Anders dan de raadsvrouw heeft betoogd, vereist de wet niet dat er voor de kwalificatie (poging tot) diefstal met geweld sprake moet zijn van ernstig geweld of van letsel bij het slachtoffer. Aangeefster [aangeefster 1] heeft verklaard dat zij door de mannen aan haar deur, onder wie dus de verdachte, naar binnen is geduwd. Mevrouw [aangeefster 1] was destijds 92 jaar oud. Een duw is, zeker bij een persoon op leeftijd die kwetsbaar slachtoffer is, naar het oordeel van de rechtbank voldoende voor bewezenverklaring van de geweldscomponent.
Feit 2
De rechtbank komt op grond van de inhoud van de bewijsmiddelen, in onderlinge samenhang bezien, tot het oordeel dat feit 2 wettig en overtuigend bewezen is.

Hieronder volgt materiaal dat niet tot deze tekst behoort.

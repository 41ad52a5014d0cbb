//! The resolving process's own view of the machine.
//!
//! Every metric resolution falls back to this view when no host-level
//! source can be read, so a snapshot is always fully populated.

use std::net::{IpAddr, Ipv4Addr};
use std::sync::Mutex;

use sysinfo::{Networks, System};

/// OS-level facts about the process's own environment.
///
/// Injectable so snapshot assembly can be tested deterministically without
/// touching the real machine.
pub trait LocalFacts: Send + Sync {
    /// Logical CPU count.
    fn cpu_count(&self) -> u64;
    /// CPU model string, if the platform reports one.
    fn cpu_model(&self) -> Option<String>;
    /// Total memory in bytes.
    fn memory_total(&self) -> u64;
    /// Available memory in bytes.
    fn memory_available(&self) -> u64;
    fn hostname(&self) -> Option<String>;
    fn os_type(&self) -> &'static str;
    fn arch(&self) -> &'static str;
    fn os_release(&self) -> Option<String>;
    fn uptime_secs(&self) -> u64;
    /// 1/5/15 minute load averages.
    fn load_average(&self) -> [f64; 3];
    /// First non-internal IPv4 address among the process's own interfaces.
    fn primary_ipv4(&self) -> Option<Ipv4Addr>;
}

/// Production [`LocalFacts`] implementation backed by `sysinfo`.
pub struct SysinfoFacts {
    sys: Mutex<System>,
}

impl SysinfoFacts {
    pub fn new() -> Self {
        let mut sys = System::new_all();
        sys.refresh_all();
        Self {
            sys: Mutex::new(sys),
        }
    }
}

impl Default for SysinfoFacts {
    fn default() -> Self {
        Self::new()
    }
}

impl LocalFacts for SysinfoFacts {
    fn cpu_count(&self) -> u64 {
        self.sys
            .lock()
            .map(|sys| sys.cpus().len() as u64)
            .unwrap_or(0)
    }

    fn cpu_model(&self) -> Option<String> {
        let sys = self.sys.lock().ok()?;
        sys.cpus()
            .first()
            .map(|cpu| cpu.brand().trim().to_owned())
            .filter(|brand| !brand.is_empty())
    }

    fn memory_total(&self) -> u64 {
        match self.sys.lock() {
            Ok(mut sys) => {
                sys.refresh_memory();
                sys.total_memory()
            }
            Err(_) => 0,
        }
    }

    fn memory_available(&self) -> u64 {
        match self.sys.lock() {
            Ok(mut sys) => {
                sys.refresh_memory();
                sys.available_memory()
            }
            Err(_) => 0,
        }
    }

    fn hostname(&self) -> Option<String> {
        System::host_name()
    }

    fn os_type(&self) -> &'static str {
        std::env::consts::OS
    }

    fn arch(&self) -> &'static str {
        std::env::consts::ARCH
    }

    fn os_release(&self) -> Option<String> {
        System::kernel_version().or_else(System::os_version)
    }

    fn uptime_secs(&self) -> u64 {
        System::uptime()
    }

    fn load_average(&self) -> [f64; 3] {
        let load = System::load_average();
        [load.one, load.five, load.fifteen]
    }

    fn primary_ipv4(&self) -> Option<Ipv4Addr> {
        let networks = Networks::new_with_refreshed_list();
        for (_name, data) in networks.list() {
            for network in data.ip_networks() {
                if let IpAddr::V4(addr) = network.addr
                    && !addr.is_loopback()
                    && !addr.is_link_local()
                {
                    return Some(addr);
                }
            }
        }
        None
    }
}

Naar het oordeel van de rechtbank had de verdachte bij feit 2 opzet op het wegnemen van goederen. Uit de aangifte van mevrouw [aangeefster 2] volgt dat de verdachte samen met een andere man heeft aangebeld bij het slachtoffer, dat zij hebben gezegd dat zij van de politie waren, dat zij een valse politielegitimatie hebben getoond en dat zij gezegd hebben dat zij op zoek waren naar iemand die op het dak van de garage had gelopen. Naar zijn uiterlijke verschijningsvorm is het aannemen van die valse hoedanigheid en het bezigen van die smoes gericht op het wegnemen van goederen. Bij dat oordeel betrekt de rechtbank het feit dat het de verdachte en zijn mededader bij feit 4 door een soortgelijke handelwijze daadwerkelijk is gelukt om binnen te komen en voorwerpen te stelen. Aan het voornemen van de verdachte en zijn mededader is ook een begin van uitvoering gegeven. Er is dus sprake van een strafbare poging.
Feiten 3 tot en met 6
De rechtbank komt op grond van de inhoud van de bewijsmiddelen, in onderlinge samenhang bezien, tot het oordeel dat de feiten 3 tot en met 6 wettig en overtuigend bewezen zijn.
3.4.
De bewezenverklaring
De rechtbank is van oordeel dat de ten laste gelegde feiten wettig en overtuigend zijn bewezen.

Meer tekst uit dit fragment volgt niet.